***** Given records *****

use actix_web::{HttpRequest, HttpResponse, Result as ActixResult};

use super::AttendanceService;
use crate::models::{
    ApiResponse, ErrorCode,
    attendance::{AttendanceQuery, AttendanceSummary, AttendanceSummaryQuery},
};
use crate::services::{Actor, bad_request, error_response, forbidden, resolve_actor, teaches_class};

pub async fn attendance_summary(
    service: &AttendanceService,
    request: &HttpRequest,
    query: AttendanceSummaryQuery,
) -> ActixResult<HttpResponse> {
    let storage = service.get_storage(request);
    let actor = match resolve_actor(&storage, request).await {
        Ok(actor) => actor,
        Err(resp) => return Ok(resp),
    };

    let mut filter = AttendanceQuery {
        class_id: query.class_id,
        student_id: query.student_id,
        date: None,
    };

    // 学生只能查询自己
    match &actor {
        Actor::Admin(_) => {}
        Actor::Teacher(_, teacher) => {
            let Some(class_id) = query.class_id else {
                return Ok(bad_request(ErrorCode::BadRequest, "class_id is required"));
            };
            match teaches_class(&storage, teacher.id, class_id).await {
                Ok(true) => {}
                Ok(false) => {
                    return Ok(forbidden(
                        ErrorCode::AttendancePermissionDenied,
                        "You can only view attendance for classes you teach",
                    ));
                }
                Err(resp) => return Ok(resp),
            }
        }
        Actor::Student(_, student) => {
            if query.student_id.is_some_and(|id| id != student.id) {
                return Ok(forbidden(
                    ErrorCode::AttendancePermissionDenied,
                    "You can only view your own attendance",
                ));
            }
            filter.student_id = Some(student.id);
        }
        Actor::Unrecognized(_) => {
            return Ok(forbidden(ErrorCode::Forbidden, "Access denied."));
        }
    }

    match storage.list_attendance(filter).await {
        Ok(records) => Ok(HttpResponse::Ok().json(ApiResponse::success(
            AttendanceSummary::from_records(&records),
            "Attendance summary computed",
        ))),
        Err(e) => Ok(error_response(&e, "Failed to compute attendance summary")),
    }
}
use serde::{Deserialize, Serialize};
use ts_rs::TS;

use crate::define_string_enum;
use crate::utils::roster_filter::RosterRecord;

define_string_enum! {
    #[ts(export, export_to = "../frontend/src/types/generated/student.ts")]
    pub enum StudentStatus {
        Active => "active",
        Inactive => "inactive",
    }
}

// 学生实体
#[derive(Debug, Clone, Serialize, Deserialize, TS)]
#[ts(export, export_to = "../frontend/src/types/generated/student.ts")]
pub struct Student {
    pub id: i64,
    pub user_id: Option<i64>,
    pub name: String,
    pub email: String,
    pub phone: Option<String>,
    pub registration_number: String,
    pub birth_date: Option<String>,
    pub address: Option<String>,
    pub status: StudentStatus,
    /// 当前有效入班记录对应的班级
    pub class_id: Option<i64>,
    pub class_name: Option<String>,
    pub created_at: chrono::DateTime<chrono::Utc>,
    pub updated_at: chrono::DateTime<chrono::Utc>,
}

impl RosterRecord for Student {
    fn search_fields(&self) -> Vec<&str> {
        let mut fields = vec![self.name.as_str(), self.email.as_str()];
        fields.extend(self.class_name.as_deref());
        fields
    }
}
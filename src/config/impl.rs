use config::{Config, ConfigError, Environment, File};
use std::sync::OnceLock;

use super::AppConfig;

static APP_CONFIG: OnceLock<AppConfig> = OnceLock::new();

impl AppConfig {
    /// 加载配置
    ///
    /// 顺序：`config.toml` → `config.{APP_ENV}.toml` → `SCHOOLHUB_*` 环境变量
    /// → 常用环境变量覆盖。
    pub fn load() -> Result<Self, ConfigError> {
        let mut builder = Config::builder()
            .add_source(File::with_name("config").required(false))
            .add_source(
                File::with_name(&format!(
                    "config.{}",
                    std::env::var("APP_ENV").unwrap_or_else(|_| "development".into())
                ))
                .required(false),
            )
            .add_source(
                Environment::with_prefix("SCHOOLHUB")
                    .separator("__")
                    .try_parsing(true),
            );

        builder = builder
            .set_override_option("app.environment", std::env::var("APP_ENV").ok())?
            .set_override_option("app.log_level", std::env::var("RUST_LOG").ok())?
            .set_override_option("server.host", std::env::var("SERVER_HOST").ok())?
            .set_override_option("server.port", std::env::var("SERVER_PORT").ok())?
            .set_override_option("server.unix_socket_path", std::env::var("UNIX_SOCKET").ok())?
            .set_override_option("server.workers", std::env::var("CPU_COUNT").ok())?
            .set_override_option("jwt.secret", std::env::var("JWT_SECRET").ok())?
            .set_override_option("database.url", std::env::var("DATABASE_URL").ok())?
            .set_override_option("cache.redis.url", std::env::var("REDIS_URL").ok())?
            .set_override_option(
                "cache.redis.key_prefix",
                std::env::var("REDIS_KEY_PREFIX").ok(),
            )?;

        let config = builder.build()?;
        let mut app_config: AppConfig = config.try_deserialize()?;

        // 处理工作线程数
        if app_config.server.workers == 0 {
            app_config.server.workers = num_cpus::get().min(app_config.server.max_workers);
        }

        if app_config.jwt.secret.is_empty() {
            return Err(ConfigError::Message(
                "jwt.secret must be set (JWT_SECRET)".to_string(),
            ));
        }

        Ok(app_config)
    }

    /// 获取全局配置实例
    pub fn get() -> &'static AppConfig {
        APP_CONFIG.get_or_init(|| {
            Self::load().unwrap_or_else(|e| {
                eprintln!("Failed to load configuration: {e}");
                std::process::exit(1);
            })
        })
    }

    /// 初始化配置 (在应用启动时调用)
    pub fn init() -> Result<(), ConfigError> {
        let config = Self::load()?;
        APP_CONFIG
            .set(config)
            .map_err(|_| ConfigError::Message("Configuration already initialized".to_string()))?;
        Ok(())
    }

    pub fn is_production(&self) -> bool {
        self.app.environment == "production"
    }

    pub fn is_development(&self) -> bool {
        self.app.environment == "development"
    }

    /// 获取服务器绑定地址
    pub fn server_bind_address(&self) -> String {
        format!("{}:{}", self.server.host, self.server.port)
    }

    /// 获取 Unix 套接字路径 (如果配置了)
    #[cfg(unix)]
    pub fn unix_socket_path(&self) -> Option<&str> {
        if self.server.unix_socket_path.is_empty() {
            None
        } else {
            Some(&self.server.unix_socket_path)
        }
    }
}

*****

*Instructions for the task:* All entries should be restated word for word.

*The answer:*
use actix_web::{HttpRequest, HttpResponse, Result as ActixResult};

use super::AttendanceService;
use crate::models::{
    ApiResponse, ErrorCode,
    attendance::{AttendanceQuery, AttendanceSummary, AttendanceSummaryQuery},
};
use crate::services::{Actor, bad_request, error_response, forbidden, resolve_actor, teaches_class};

pub async fn attendance_summary(
    service: &AttendanceService,
    request: &HttpRequest,
    query: AttendanceSummaryQuery,
) -> ActixResult<HttpResponse> {
    let storage = service.get_storage(request);
    let actor = match resolve_actor(&storage, request).await {
        Ok(actor) => actor,
        Err(resp) => return Ok(resp),
    };

    let mut filter = AttendanceQuery {
        class_id: query.class_id,
        student_id: query.student_id,
        date: None,
    };

    // 学生只能查询自己
    match &actor {
        Actor::Admin(_) => {}
        Actor::Teacher(_, teacher) => {
            let Some(class_id) = query.class_id else {
                return Ok(bad_request(ErrorCode::BadRequest, "class_id is required"));
            };
            match teaches_class(&storage, teacher.id, class_id).await {
                Ok(true) => {}
                Ok(false) => {
                    return Ok(forbidden(
                        ErrorCode::AttendancePermissionDenied,
                        "You can only view attendance for classes you teach",
                    ));
                }
                Err(resp) => return Ok(resp),
            }
        }
        Actor::Student(_, student) => {
            if query.student_id.is_some_and(|id| id != student.id) {
                return Ok(forbidden(
                    ErrorCode::AttendancePermissionDenied,
                    "You can only view your own attendance",
                ));
            }
            filter.student_id = Some(student.id);
        }
        Actor::Unrecognized(_) => {
            return Ok(forbidden(ErrorCode::Forbidden, "Access denied."));
        }
    }

    match storage.list_attendance(filter).await {
        Ok(records) => Ok(HttpResponse::Ok().json(ApiResponse::success(
            AttendanceSummary::from_records(&records),
            "Attendance summary computed",
        ))),
        Err(e) => Ok(error_response(&e, "Failed to compute attendance summary")),
    }
}
use serde::{Deserialize, Serialize};
use ts_rs::TS;

use crate::define_string_enum;
use crate::utils::roster_filter::RosterRecord;

define_string_enum! {
    #[ts(export, export_to = "../frontend/src/types/generated/student.ts")]
    pub enum StudentStatus {
        Active => "active",
        Inactive => "inactive",
    }
}

// 学生实体
#[derive(Debug, Clone, Serialize, Deserialize, TS)]
#[ts(export, export_to = "../frontend/src/types/generated/student.ts")]
pub struct Student {
    pub id: i64,
    pub user_id: Option<i64>,
    pub name: String,
    pub email: String,
    pub phone: Option<String>,
    pub registration_number: String,
    pub birth_date: Option<String>,
    pub address: Option<String>,
    pub status: StudentStatus,
    /// 当前有效入班记录对应的班级
    pub class_id: Option<i64>,
    pub class_name: Option<String>,
    pub created_at: chrono::DateTime<chrono::Utc>,
    pub updated_at: chrono::DateTime<chrono::Utc>,
}

impl RosterRecord for Student {
    fn search_fields(&self) -> Vec<&str> {
        let mut fields = vec![self.name.as_str(), self.email.as_str()];
        fields.extend(self.class_name.as_deref());
        fields
    }
}
filename src/config/impl.rs
use config::{Config, ConfigError, Environment, File};
use std::sync::OnceLock;

use super::AppConfig;

static APP_CONFIG: OnceLock<AppConfig> = OnceLock::new();

impl AppConfig {
    /// 加载配置
    ///
    /// 顺序：`config.toml` → `config.{APP_ENV}.toml` → `SCHOOLHUB_*` 环境变量
    /// → 常用环境变量覆盖。
    pub fn load() -> Result<Self, ConfigError> {
        let mut builder = Config::builder()
            .add_source(File::with_name("config").required(false))
            .add_source(
                File::with_name(&format!(
                    "config.{}",
                    std::env::var("APP_ENV").unwrap_or_else(|_| "development".into())
                ))
                .required(false),
            )
            .add_source(
                Environment::with_prefix("SCHOOLHUB")
                    .separator("__")
                    .try_parsing(true),
            );

        builder = builder
            .set_override_option("app.environment", std::env::var("APP_ENV").ok())?
            .set_override_option("app.log_level", std::env::var("RUST_LOG").ok())?
            .set_override_option("server.host", std::env::var("SERVER_HOST").ok())?
            .set_override_option("server.port", std::env::var("SERVER_PORT").ok())?
            .set_override_option("server.unix_socket_path", std::env::var("UNIX_SOCKET").ok())?
            .set_override_option("server.workers", std::env::var("CPU_COUNT").ok())?
            .set_override_option("jwt.secret", std::env::var("JWT_SECRET").ok())?
            .set_override_option("database.url", std::env::var("DATABASE_URL").ok())?
            .set_override_option("cache.redis.url", std::env::var("REDIS_URL").ok())?
            .set_override_option(
                "cache.redis.key_prefix",
                std::env::var("REDIS_KEY_PREFIX").ok(),
            )?;

        let config = builder.build()?;
        let mut app_config: AppConfig = config.try_deserialize()?;

        // 处理工作线程数
        if app_config.server.workers == 0 {
            app_config.server.workers = num_cpus::get().min(app_config.server.max_workers);
        }

        if app_config.jwt.secret.is_empty() {
            return Err(ConfigError::Message(
                "jwt.secret must be set (JWT_SECRET)".to_string(),
            ));
        }

        Ok(app_config)
    }

    /// 获取全局配置实例
    pub fn get() -> &'static AppConfig {
        APP_CONFIG.get_or_init(|| {
            Self::load().unwrap_or_else(|e| {
                eprintln!("Failed to load configuration: {e}");
                std::process::exit(1);
            })
        })
    }

    /// 初始化配置 (在应用启动时调用)
    pub fn init() -> Result<(), ConfigError> {
        let config = Self::load()?;
        APP_CONFIG
            .set(config)
            .map_err(|_| ConfigError::Message("Configuration already initialized".to_string()))?;
        Ok(())
    }

    pub fn is_production(&self) -> bool {
        self.app.environment == "production"
    }

    pub fn is_development(&self) -> bool {
        self.app.environment == "development"
    }

    /// 获取服务器绑定地址
    pub fn server_bind_address(&self) -> String {
        format!("{}:{}", self.server.host, self.server.port)
    }

    /// 获取 Unix 套接字路径 (如果配置了)
    #[cfg(unix)]
    pub fn unix_socket_path(&self) -> Option<&str> {
        if self.server.unix_socket_path.is_empty() {
            None
        } else {
            Some(&self.server.unix_socket_path)
        }
    }
}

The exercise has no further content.